Convinced the public was ready for air travel, “Lucky Lindy” launched an innovative air-and-rail service.
At the tender age of 4, Gore Vidal flew on Transcontinental Air Transport’s inaugural cross-country flight in the summer of 1929. He later said he remembered only two things about it: the sight of lurid flames from the Ford TriMotor’s exhaust through the window and a sudden loss of altitude over Los Angeles, during which his eardrums burst. “Always the trouper,” Vidal wrote, “I was later posed, smiling, for the rotogravure sections of the newspapers, blood trickling from tiny lobes.” Aviation was now so safe that even a child could fly.
Like the pony express before it, Transcontinental—TAT for short—played a short-lived but romantic role in American history. The innovative airline began carrying small groups of well-to-do passengers between New York and California in airplanes by day and trains by night right before the 1929 stock market collapse. Just as the pony express provided a unique solution to a communications problem at a time before the telegraph, TAT provided a unique solution to a transportation problem before navigation systems and greatly improved aircraft made all-air service possible.
The idea for the airline that would become popularly known as “The Lindbergh Line” gestated in the months following Charles Lindbergh’s 1927 transatlantic flight. Convinced the American public was ready for commercial air travel, Lindbergh and key Spirit of St. Louis backers, among them Harold Bixby, Henry Breckinridge, Harry Knight and Major William Robertson, discussed the notion of a regional passenger airline linking St. Louis and New York City. To carry out their plans, however, they needed substantial resources.
In February 1928, the group traveled to Detroit to meet with a possible investor—Henry Ford. Ford was reluctant to join the backers, explaining that he was in the business of manufacturing airplanes, not operating them. Another reason for his reluctance may have been the recent death of Ford test pilot Harry Brooks in a flying accident. “The meeting with Ford was one of the great disappointments of my life,” Lindbergh later said.
Lindbergh and his group next turned to Clement Melville Keys, one of the most respected business leaders in aviation at that time. C.M. Keys had gained his reputation as a financier and corporate organizer in 1916, when he came to the aid of the financially troubled Curtiss Aeroplane and Motor Company. He brought the company from the brink of bankruptcy to a position as one of the world’s leading aircraft manufacturers.

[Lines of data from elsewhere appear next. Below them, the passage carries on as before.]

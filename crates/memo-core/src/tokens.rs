//! Token types for backend authentication.

use std::fmt;

/// An access token for authenticated backend requests.
///
/// Access tokens are short-lived and treated as opaque; their value is
/// hidden from Debug output.
#[derive(Clone)]
pub struct AccessToken(String);

impl AccessToken {
    /// Create a new access token.
    pub fn new(token: impl Into<String>) -> Self {
        Self(token.into())
    }

    /// Returns the token value for use in authorization headers.
    pub fn as_str(&self) -> &str {
        &self.0
    }
}

// Hide the token value in Debug output
impl fmt::Debug for AccessToken {
    fn fmt(&self, f: &mut fmt::Formatter<'_>) -> fmt::Result {
        f.debug_tuple("AccessToken").field(&"[REDACTED]").finish()
    }
}

/// A refresh token for obtaining new access tokens without
/// re-authentication.
#[derive(Clone)]
pub struct RefreshToken(String);

impl RefreshToken {
    /// Create a new refresh token.
    pub fn new(token: impl Into<String>) -> Self {
        Self(token.into())
    }

    /// Returns the token value for use in refresh requests.
    pub fn as_str(&self) -> &str {
        &self.0
    }
}

// Hide the token value in Debug output
impl fmt::Debug for RefreshToken {
    fn fmt(&self, f: &mut fmt::Formatter<'_>) -> fmt::Result {
        f.debug_tuple("RefreshToken").field(&"[REDACTED]").finish()
    }
}

#[cfg(test)]
mod tests {
    use super::*;

    #[test]
    fn tokens_hide_value_in_debug() {
        let access = AccessToken::new("eyJhbGciOiJIUzI1NiJ9.access");
        assert!(!format!("{:?}", access).contains("eyJ"));
        assert!(format!("{:?}", access).contains("[REDACTED]"));

        let refresh = RefreshToken::new("refresh-token-value");
        assert!(!format!("{:?}", refresh).contains("refresh-token-value"));
    }
}
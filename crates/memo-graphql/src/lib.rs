//! memo-graphql - GraphQL-backed gateway implementation.
//!
//! Talks to a managed notes backend: a GraphQL endpoint for the note
//! collection and auth session, plus a key-addressed object-storage
//! surface for binary assets.

mod client;
mod gateway;
mod operations;

pub use client::GraphqlClient;
pub use gateway::GraphqlGateway;
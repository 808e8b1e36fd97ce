//! View-state store.
//!
//! [`NoteStore`] is the single source of truth for the displayed note
//! list and the in-progress draft, and the only component that calls
//! the [`Gateway`]. Its snapshot carries a monotonic version; an
//! asynchronous completion that started from an older version is
//! discarded instead of clobbering newer state, so interleaved
//! refreshes and mutations settle in a defined order.

use std::sync::{Arc, Mutex};

use futures_util::future::try_join_all;
use tokio::sync::watch;
use tracing::{debug, instrument};

use crate::Result;
use crate::error::Error;
use crate::note::{Draft, Note, NoteCard};
use crate::traits::Gateway;
use crate::types::{NoteId, ObjectKey};

mod page;

pub use page::{Page, page_count, page_slice};

/// A versioned copy of the displayed note list.
#[derive(Debug, Clone)]
pub struct Snapshot {
    /// Monotonic version; bumped on every installed change.
    pub version: u64,
    /// The display cards, in backend order plus local appends.
    pub cards: Vec<NoteCard>,
}

impl Snapshot {
    fn empty() -> Self {
        Self {
            version: 0,
            cards: Vec::new(),
        }
    }
}

/// Outcome of a [`NoteStore::refresh`] call.
#[derive(Debug, Clone, Copy, PartialEq, Eq)]
pub enum Refresh {
    /// The fetched list replaced the snapshot.
    Installed,
    /// The store changed while the fetch was in flight; the stale
    /// result was dropped.
    Discarded,
}

/// The view-state store.
///
/// Cheap to clone; clones share the same state. Mutating operations
/// take `&self` and serialize their state changes internally, which
/// lets a refresh run while other intents arrive, with staleness
/// resolved by version comparison.
pub struct NoteStore<G> {
    inner: Arc<Inner<G>>,
}

struct Inner<G> {
    gateway: G,
    state: Mutex<State>,
    publish: watch::Sender<Snapshot>,
}

#[derive(Debug, Default)]
struct State {
    version: u64,
    cards: Vec<NoteCard>,
    draft: Draft,
}

impl<G> Clone for NoteStore<G> {
    fn clone(&self) -> Self {
        Self {
            inner: Arc::clone(&self.inner),
        }
    }
}

impl<G: Gateway> NoteStore<G> {
    /// Create a store over the given gateway, starting from an empty
    /// snapshot and an empty draft.
    pub fn new(gateway: G) -> Self {
        let (publish, _) = watch::channel(Snapshot::empty());
        Self {
            inner: Arc::new(Inner {
                gateway,
                state: Mutex::new(State::default()),
                publish,
            }),
        }
    }

    /// Access the underlying gateway.
    pub fn gateway(&self) -> &G {
        &self.inner.gateway
    }

    /// A copy of the current snapshot.
    pub fn snapshot(&self) -> Snapshot {
        let state = self.inner.state.lock().unwrap();
        Snapshot {
            version: state.version,
            cards: state.cards.clone(),
        }
    }

    /// A copy of the current draft.
    pub fn draft(&self) -> Draft {
        self.inner.state.lock().unwrap().draft.clone()
    }

    /// Edit the draft in place (field-by-field form updates).
    pub fn update_draft(&self, f: impl FnOnce(&mut Draft)) {
        let mut state = self.inner.state.lock().unwrap();
        f(&mut state.draft);
    }

    /// Subscribe to snapshot changes.
    ///
    /// Every installed snapshot is published; the receiver always
    /// starts with the latest one.
    pub fn subscribe(&self) -> watch::Receiver<Snapshot> {
        self.inner.publish.subscribe()
    }

    /// Fetch the full note list and resolve every attached image key
    /// to a displayable URL, then install the result as the new
    /// snapshot.
    ///
    /// Resolutions run concurrently and are awaited jointly; the list
    /// is installed only once every resolution has settled. Any
    /// gateway failure propagates without installing a partial list.
    /// If the store changed while the fetch was in flight the result
    /// is stale and dropped, reported as [`Refresh::Discarded`].
    #[instrument(skip(self))]
    pub async fn refresh(&self) -> Result<Refresh> {
        let started = self.inner.state.lock().unwrap().version;

        let listing = self.inner.gateway.list_notes().await?;
        let cards = self.resolve(listing.notes).await?;

        let mut state = self.inner.state.lock().unwrap();
        if state.version != started {
            debug!(
                started,
                current = state.version,
                "discarding stale refresh"
            );
            return Ok(Refresh::Discarded);
        }

        debug!(count = cards.len(), "installing refreshed snapshot");
        state.cards = cards;
        state.version += 1;
        self.publish_locked(&state);
        Ok(Refresh::Installed)
    }

    /// Submit the current draft.
    ///
    /// Fails with a typed validation error, touching neither the
    /// gateway nor the list, if `name` or `description` is empty.
    /// Otherwise the gateway persists the draft and returns the stored
    /// note with its assigned id; the matching card (image resolved if
    /// one is attached) is appended to the snapshot and the draft is
    /// reset exactly once.
    #[instrument(skip(self))]
    pub async fn submit(&self) -> Result<NoteCard> {
        let draft = {
            let state = self.inner.state.lock().unwrap();
            state.draft.validate()?;
            state.draft.clone()
        };

        let note = self.inner.gateway.create_note(&draft).await?;

        let image_url = match &note.image_key {
            Some(key) => Some(self.inner.gateway.get_object_url(key).await?),
            None => None,
        };
        let card = NoteCard { note, image_url };

        let mut state = self.inner.state.lock().unwrap();
        debug!(id = %card.note.id, "appending created note");
        state.cards.push(card.clone());
        state.version += 1;
        state.draft.clear();
        self.publish_locked(&state);
        Ok(card)
    }

    /// Remove a note.
    ///
    /// The card disappears from the snapshot immediately; the gateway
    /// delete follows. A not-found response from the gateway is a
    /// success, making removal idempotent. Any other gateway failure
    /// is returned as-is; the local removal stands and the caller may
    /// [`refresh`](Self::refresh) to re-sync.
    #[instrument(skip(self), fields(%id))]
    pub async fn remove(&self, id: &NoteId) -> Result<()> {
        {
            let mut state = self.inner.state.lock().unwrap();
            let before = state.cards.len();
            state.cards.retain(|card| &card.note.id != id);
            if state.cards.len() != before {
                state.version += 1;
                self.publish_locked(&state);
            }
        }

        match self.inner.gateway.delete_note(id).await {
            Ok(()) => Ok(()),
            Err(Error::Protocol(p)) if p.is_not_found() => Ok(()),
            Err(e) => Err(e),
        }
    }

    /// Attach a file to the draft.
    ///
    /// The file name becomes the draft's object key, the bytes are
    /// uploaded, and one refresh follows so anything newly linked to
    /// the upload becomes visible. Uploading under an existing key
    /// overwrites that object.
    #[instrument(skip(self, bytes), fields(len = bytes.len()))]
    pub async fn attach_file(&self, name: &str, bytes: Vec<u8>) -> Result<Refresh> {
        let key = ObjectKey::new(name)?;

        {
            let mut state = self.inner.state.lock().unwrap();
            state.draft.image_key = Some(key.clone());
        }

        self.inner.gateway.put_object(&key, bytes).await?;
        self.refresh().await
    }

    async fn resolve(&self, notes: Vec<Note>) -> Result<Vec<NoteCard>> {
        let gateway = &self.inner.gateway;
        try_join_all(notes.into_iter().map(|note| async move {
            let image_url = match &note.image_key {
                Some(key) => Some(gateway.get_object_url(key).await?),
                None => None,
            };
            Ok::<_, Error>(NoteCard { note, image_url })
        }))
        .await
    }

    fn publish_locked(&self, state: &State) {
        self.inner.publish.send_replace(Snapshot {
            version: state.version,
            cards: state.cards.clone(),
        });
    }
}
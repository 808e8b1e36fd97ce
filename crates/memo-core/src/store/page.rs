//! Pagination view over the note list.
//!
//! Pure functions over a slice and a page cursor. The page count is
//! always derived from the live list length, never from a fixed
//! constant.

use crate::error::{Error, InvalidInputError};

/// A pagination cursor: 1-based page index plus page size.
///
/// A derived view over the record list; not persisted.
#[derive(Debug, Clone, Copy, PartialEq, Eq)]
pub struct Page {
    index: usize,
    size: usize,
}

impl Page {
    /// Create a page cursor. Both the index (1-based) and the size
    /// must be at least 1.
    pub fn new(index: usize, size: usize) -> Result<Self, Error> {
        if index < 1 {
            return Err(Self::invalid("page index is 1-based"));
        }
        if size < 1 {
            return Err(Self::invalid("page size must be at least 1"));
        }
        Ok(Self { index, size })
    }

    /// 1-based page index.
    pub fn index(&self) -> usize {
        self.index
    }

    /// Page size.
    pub fn size(&self) -> usize {
        self.size
    }

    /// Offset of the first item on this page.
    pub fn offset(&self) -> usize {
        (self.index - 1) * self.size
    }

    fn invalid(reason: &str) -> Error {
        InvalidInputError::Page {
            reason: reason.to_string(),
        }
        .into()
    }
}

/// The sub-slice of `items` visible on `page`.
///
/// Yields at most `page.size()` items starting at `page.offset()`,
/// clamped to the slice; a page past the end is empty.
pub fn page_slice<T>(items: &[T], page: Page) -> &[T] {
    let start = page.offset().min(items.len());
    let end = (page.offset() + page.size()).min(items.len());
    &items[start..end]
}

/// Number of pages needed to show `len` items at `size` per page.
///
/// Recomputed from the live length on every call; zero items means
/// zero pages.
pub fn page_count(len: usize, size: usize) -> usize {
    if size == 0 {
        return 0;
    }
    len.div_ceil(size)
}

#[cfg(test)]
mod tests {
    use super::*;

    #[test]
    fn rejects_zero_index_and_size() {
        assert!(Page::new(0, 4).is_err());
        assert!(Page::new(1, 0).is_err());
        assert!(Page::new(1, 1).is_ok());
    }

    #[test]
    fn nine_items_page_size_four() {
        let items: Vec<u32> = (0..9).collect();

        assert_eq!(page_slice(&items, Page::new(1, 4).unwrap()), &[0, 1, 2, 3]);
        assert_eq!(page_slice(&items, Page::new(2, 4).unwrap()), &[4, 5, 6, 7]);
        assert_eq!(page_slice(&items, Page::new(3, 4).unwrap()), &[8]);
        assert_eq!(page_count(items.len(), 4), 3);
    }

    #[test]
    fn exact_multiple_fills_last_page() {
        let items: Vec<u32> = (0..8).collect();

        assert_eq!(page_slice(&items, Page::new(2, 4).unwrap()), &[4, 5, 6, 7]);
        assert_eq!(page_count(items.len(), 4), 2);
    }

    #[test]
    fn page_past_end_is_empty() {
        let items: Vec<u32> = (0..3).collect();
        assert!(page_slice(&items, Page::new(5, 4).unwrap()).is_empty());
    }

    #[test]
    fn empty_list_has_no_pages() {
        let items: Vec<u32> = Vec::new();
        assert!(page_slice(&items, Page::new(1, 4).unwrap()).is_empty());
        assert_eq!(page_count(0, 4), 0);
    }

    #[test]
    fn every_page_respects_offset_and_size() {
        let items: Vec<usize> = (0..23).collect();
        let size = 5;

        for index in 1..=page_count(items.len(), size) {
            let page = Page::new(index, size).unwrap();
            let slice = page_slice(&items, page);
            assert!(slice.len() <= size);
            assert_eq!(slice.first(), items.get((index - 1) * size));
        }

        // Last page holds the remainder.
        let last = Page::new(5, size).unwrap();
        assert_eq!(page_slice(&items, last), &[20, 21, 22]);
    }
}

Keys was definitely interested in the Lindbergh group’s venture, but he encouraged them to think bigger. Instead of linking St. Louis and New York City, he proposed linking the Atlantic and Pacific coasts. The start-up costs for a transcontinental airline, he estimated, would be about $10 million.
To put together such a large sum of money, Keys knew, would require numerous investors. To begin, he suggested that the Lindbergh group approach a major railway company. The railroads in the 1920s were among the largest and wealthiest American corporations. They had previously demonstrated their willingness to invest in new businesses—and they had experience in timetables, ticketing, baggage handling, station layout and all the other aspects of moving travelers from place to place. In addition, railroads could provide alternate transportation in case bad weather or mechanical problems made flying impracticable.

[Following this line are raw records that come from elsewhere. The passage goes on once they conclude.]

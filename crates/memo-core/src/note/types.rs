//! Persisted note and display-card types.

use chrono::{DateTime, Utc};
use serde::{Deserialize, Serialize};

use crate::types::{NoteId, ObjectKey};

/// A persisted note record.
///
/// A `Note` only exists once the gateway has stored it and assigned its
/// id; the unsaved form state is a [`Draft`](crate::Draft).
///
/// The `image` field on the wire holds the storage key of the uploaded
/// asset. Resolving that key to a displayable URL is the view-state
/// store's job and the result lives on [`NoteCard`], never here.
#[derive(Debug, Clone, PartialEq, Serialize, Deserialize)]
pub struct Note {
    /// Gateway-assigned identifier.
    pub id: NoteId,

    /// Note title.
    pub name: String,

    /// Note body text.
    pub description: String,

    /// Storage key of the attached image, if any.
    #[serde(rename = "image", default, skip_serializing_if = "Option::is_none")]
    pub image_key: Option<ObjectKey>,

    /// Creation timestamp, when the backend reports one.
    #[serde(rename = "createdAt", default, skip_serializing_if = "Option::is_none")]
    pub created_at: Option<DateTime<Utc>>,
}

/// The display form of a note: the record plus its resolved image URL.
///
/// `image_url` is a temporary, directly displayable URL produced from
/// `note.image_key`. Keeping the key and the URL in separate fields
/// removes any ambiguity about which one a caller is holding.
#[derive(Debug, Clone, PartialEq, Serialize)]
pub struct NoteCard {
    /// The persisted record.
    #[serde(flatten)]
    pub note: Note,

    /// Resolved, time-limited URL for the attached image, if any.
    #[serde(rename = "imageUrl", skip_serializing_if = "Option::is_none")]
    pub image_url: Option<String>,
}

impl NoteCard {
    /// A card for a note without a resolved image.
    pub fn unresolved(note: Note) -> Self {
        Self {
            note,
            image_url: None,
        }
    }
}

/// Output from listing notes.
#[derive(Debug, Clone)]
pub struct ListNotesOutput {
    /// The notes in this page, in backend order.
    pub notes: Vec<Note>,

    /// Cursor for the next page, if more notes exist.
    pub cursor: Option<String>,
}
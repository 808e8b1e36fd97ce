//! Whoami command implementation.

use anyhow::{Context, Result};
use clap::Args;

use memo_core::Gateway;

use crate::output;
use crate::session::storage;

#[derive(Args, Debug)]
pub struct WhoamiArgs {}

pub async fn run(_args: WhoamiArgs) -> Result<()> {
    let session = storage::load_session()
        .await
        .context("Failed to load session")?
        .context("No active session. Run 'memo login' first.")?;

    if let Some(username) = &session.username {
        output::field("Username", username);
    }
    output::field("Backend", session.gateway.backend().as_str());

    Ok(())
}
//! Login command implementation.

use anyhow::{Context, Result};
use clap::Args;
use colored::Colorize;

use memo_core::{BackendUrl, Credentials, Gateway};
use memo_file::FileGateway;
use memo_graphql::GraphqlGateway;

use crate::output;
use crate::session::CliGateway;
use crate::session::storage;

#[derive(Args, Debug)]
pub struct LoginArgs {
    /// Backend base URL (https://..., or file:// for a local store)
    #[arg(long)]
    pub backend: String,

    /// Account username
    #[arg(long)]
    pub username: Option<String>,

    /// Account password
    #[arg(long)]
    pub password: Option<String>,
}

pub async fn run(args: LoginArgs) -> Result<()> {
    let backend = BackendUrl::new(&args.backend).context("Invalid backend URL")?;

    let (gateway, username) = if backend.is_local() {
        // File backends have no accounts; just record the backend.
        let gateway = FileGateway::from_backend(backend)?;
        (CliGateway::File(gateway), None)
    } else {
        let username = args
            .username
            .context("--username is required for network backends")?;
        let password = args
            .password
            .context("--password is required for network backends")?;

        eprintln!("{}", "Signing in...".dimmed());

        let credentials = Credentials::new(&username, password);
        let gateway = GraphqlGateway::sign_in(backend, credentials)
            .await
            .context("Failed to sign in")?;

        (CliGateway::Graphql(gateway), Some(username))
    };

    storage::save_session(&gateway, username.as_deref()).context("Failed to save session")?;

    output::success("Signed in successfully");
    println!();
    if let Some(username) = &username {
        output::field("Username", username);
    }
    output::field("Backend", gateway.backend().as_str());

    Ok(())
}
use std::path::Path;
use std::process::{Command, Output};

/// Run the CLI with a custom HOME directory for isolated session storage.
pub fn run_cli_with_env(args: &[&str], home: &Path) -> Output {
    let mut cmd = Command::new(env!("CARGO_BIN_EXE_memo"));
    cmd.args(args);
    cmd.env("HOME", home);
    cmd.env("XDG_DATA_HOME", home.join("data"));
    cmd.output().expect("Failed to execute CLI")
}

/// Run the CLI with a custom HOME and expect success.
pub fn run_cli_with_env_success(args: &[&str], home: &Path) -> String {
    let output = run_cli_with_env(args, home);
    if !output.status.success() {
        let stderr = String::from_utf8_lossy(&output.stderr);
        panic!("CLI command failed: {:?}\nstderr: {}", args, stderr);
    }
    String::from_utf8_lossy(&output.stdout).to_string()
}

After several failed attempts, Keys finally arranged a meeting between Bixby—a Missouri banker and president of the St. Louis Chamber of Commerce—and William Atterbury, president of the Pennsylvania Railroad. Sensing an opportunity to participate in an emerging industry that might complement his railroad, Atterbury committed his company to the project.
Over the following weeks, Keys and Breckinridge (Lindbergh’s attorney) raised the rest of the money through a consortium of other investors. These included Curtiss, the Wright Aeronautical Corporation, the Atchison, Topeka & Santa Fe Railroad and five investment banks. In the spring of 1928 the group formed Transcontinental Air Transport, Inc., with Keys as president and a board of directors made up of representatives from the major investors. Despite its name, TAT’s initial plan called for the airline to combine air and rail transit until the cross-country route by air was made safer with improved navigation methods. The company’s promotional material described the passenger itinerary this way: “Ride all night on the Pennsy from New York City to Columbus, Ohio. Take the plane all day tomorrow to Waynoka, Oklahoma. Take the Atchison, Topeka & Santa Fe Railroad that night, and finally the plane at Clovis, New Mexico, to Glendale, California, near Los Angeles.” The trip from coast to coast took 48 hours, two-thirds the travel time by rail alone, which took 72 hours.

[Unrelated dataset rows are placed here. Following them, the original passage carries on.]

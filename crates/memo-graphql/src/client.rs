//! GraphQL HTTP client.

use reqwest::header::{AUTHORIZATION, CONTENT_TYPE, HeaderMap, HeaderValue};
use serde::{Deserialize, Serialize, de::DeserializeOwned};
use tracing::{debug, instrument, trace};

use memo_core::BackendUrl;
use memo_core::error::{Error, ProtocolError, TransportError};

/// Map a reqwest failure onto the transport taxonomy.
fn map_transport(err: reqwest::Error) -> Error {
    let transport = if err.is_timeout() {
        TransportError::Timeout
    } else if err.is_connect() {
        TransportError::Connection {
            message: err.to_string(),
        }
    } else {
        TransportError::Http {
            message: err.to_string(),
        }
    };
    Error::Transport(transport)
}

/// Request envelope posted to the GraphQL endpoint.
#[derive(Debug, Serialize)]
struct GraphqlRequest<'a, V> {
    query: &'a str,
    variables: &'a V,
}

/// Response envelope from the GraphQL endpoint.
#[derive(Debug, Deserialize)]
struct GraphqlEnvelope<D> {
    data: Option<D>,
    #[serde(default)]
    errors: Vec<GraphqlErrorEntry>,
}

#[derive(Debug, Deserialize)]
struct GraphqlErrorEntry {
    message: String,
    #[serde(default)]
    extensions: Option<GraphqlErrorExtensions>,
}

#[derive(Debug, Default, Deserialize)]
struct GraphqlErrorExtensions {
    #[serde(default)]
    code: Option<String>,
}

/// Error body shape used by the non-GraphQL endpoints.
#[derive(Debug, Deserialize)]
struct HttpErrorBody {
    #[serde(default)]
    code: Option<String>,
    #[serde(default)]
    message: Option<String>,
}

/// HTTP client for the notes backend.
#[derive(Debug, Clone)]
pub struct GraphqlClient {
    client: reqwest::Client,
    backend: BackendUrl,
}

impl GraphqlClient {
    /// Create a new client for the given backend.
    pub fn new(backend: BackendUrl) -> Self {
        let client = reqwest::Client::builder()
            .user_agent(concat!("memo/", env!("CARGO_PKG_VERSION")))
            .build()
            .expect("failed to build HTTP client");

        Self { client, backend }
    }

    /// Returns the backend URL this client is configured for.
    pub fn backend(&self) -> &BackendUrl {
        &self.backend
    }

    /// Execute a GraphQL operation.
    ///
    /// Variables are deliberately not traced; they can carry
    /// credentials.
    #[instrument(skip(self, query, variables, token), fields(backend = %self.backend))]
    pub async fn execute<V, D>(
        &self,
        operation: &str,
        query: &str,
        variables: &V,
        token: Option<&str>,
    ) -> Result<D, Error>
    where
        V: Serialize,
        D: DeserializeOwned,
    {
        let url = self.backend.graphql_url();
        debug!(operation, "GraphQL request");

        let mut request = self
            .client
            .post(&url)
            .json(&GraphqlRequest { query, variables });
        if let Some(token) = token {
            request = request.headers(Self::auth_headers(token));
        }

        let response = request.send().await.map_err(map_transport)?;
        let status = response.status();
        trace!(status = %status, "GraphQL response");

        if !status.is_success() {
            return Err(Error::Protocol(Self::parse_error_response(response).await));
        }

        let envelope = response
            .json::<GraphqlEnvelope<D>>()
            .await
            .map_err(map_transport)?;

        // GraphQL errors arrive in-band on a 200; surface the first.
        if let Some(entry) = envelope.errors.into_iter().next() {
            let code = entry.extensions.and_then(|e| e.code);
            return Err(Error::Protocol(ProtocolError::new(
                status.as_u16(),
                code,
                Some(entry.message),
            )));
        }

        envelope.data.ok_or_else(|| {
            Error::Protocol(ProtocolError::new(
                status.as_u16(),
                None,
                Some("response missing data".to_string()),
            ))
        })
    }

    /// Upload raw bytes to an authed storage endpoint.
    #[instrument(skip(self, bytes, token), fields(backend = %self.backend, len = bytes.len()))]
    pub async fn put_bytes(&self, url: &str, bytes: Vec<u8>, token: &str) -> Result<(), Error> {
        debug!(url, "storage upload");

        let response = self
            .client
            .put(url)
            .header(CONTENT_TYPE, "application/octet-stream")
            .headers(Self::auth_headers(token))
            .body(bytes)
            .send()
            .await
            .map_err(map_transport)?;

        if response.status().is_success() {
            Ok(())
        } else {
            Err(Error::Protocol(Self::parse_error_response(response).await))
        }
    }

    /// Fetch a JSON document from an authed endpoint.
    #[instrument(skip(self, token), fields(backend = %self.backend))]
    pub async fn get_json<D>(&self, url: &str, token: &str) -> Result<D, Error>
    where
        D: DeserializeOwned,
    {
        debug!(url, "storage query");

        let response = self
            .client
            .get(url)
            .headers(Self::auth_headers(token))
            .send()
            .await
            .map_err(map_transport)?;

        if response.status().is_success() {
            response.json::<D>().await.map_err(map_transport)
        } else {
            Err(Error::Protocol(Self::parse_error_response(response).await))
        }
    }

    /// Create authorization headers for authenticated requests.
    fn auth_headers(token: &str) -> HeaderMap {
        let mut headers = HeaderMap::new();
        let auth_value = format!("Bearer {}", token);
        headers.insert(
            AUTHORIZATION,
            HeaderValue::from_str(&auth_value).expect("invalid token characters"),
        );
        headers
    }

    /// Parse a non-2xx response into a protocol error.
    async fn parse_error_response(response: reqwest::Response) -> ProtocolError {
        let status = response.status().as_u16();

        match response.json::<HttpErrorBody>().await {
            Ok(body) => ProtocolError::new(status, body.code, body.message),
            Err(_) => ProtocolError::new(status, None, None),
        }
    }
}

After some reluctance to participate in a plan that had grown beyond his own and his backers’ ideas for a regional airline, Lindbergh became chairman of TAT’s Technical Committee. He and his assistants spent the next year laying out the air route to be followed. They chose 10 cities spaced out between the coasts—Columbus, Ohio; Indianapolis, Ind.; St. Louis, Mo.; Kansas City, Kan.; Wichita, Kan.; Waynoka, Okla.; Clovis, N.M.; Albuquerque, N.M.; Winslow, Ariz.; and Glendale, Calif.— where TAT bought or rented airport sites. They also hired pilots and mechanics, coordinated airline and railroad schedules and directed the construction of runways, airport terminals and weather stations.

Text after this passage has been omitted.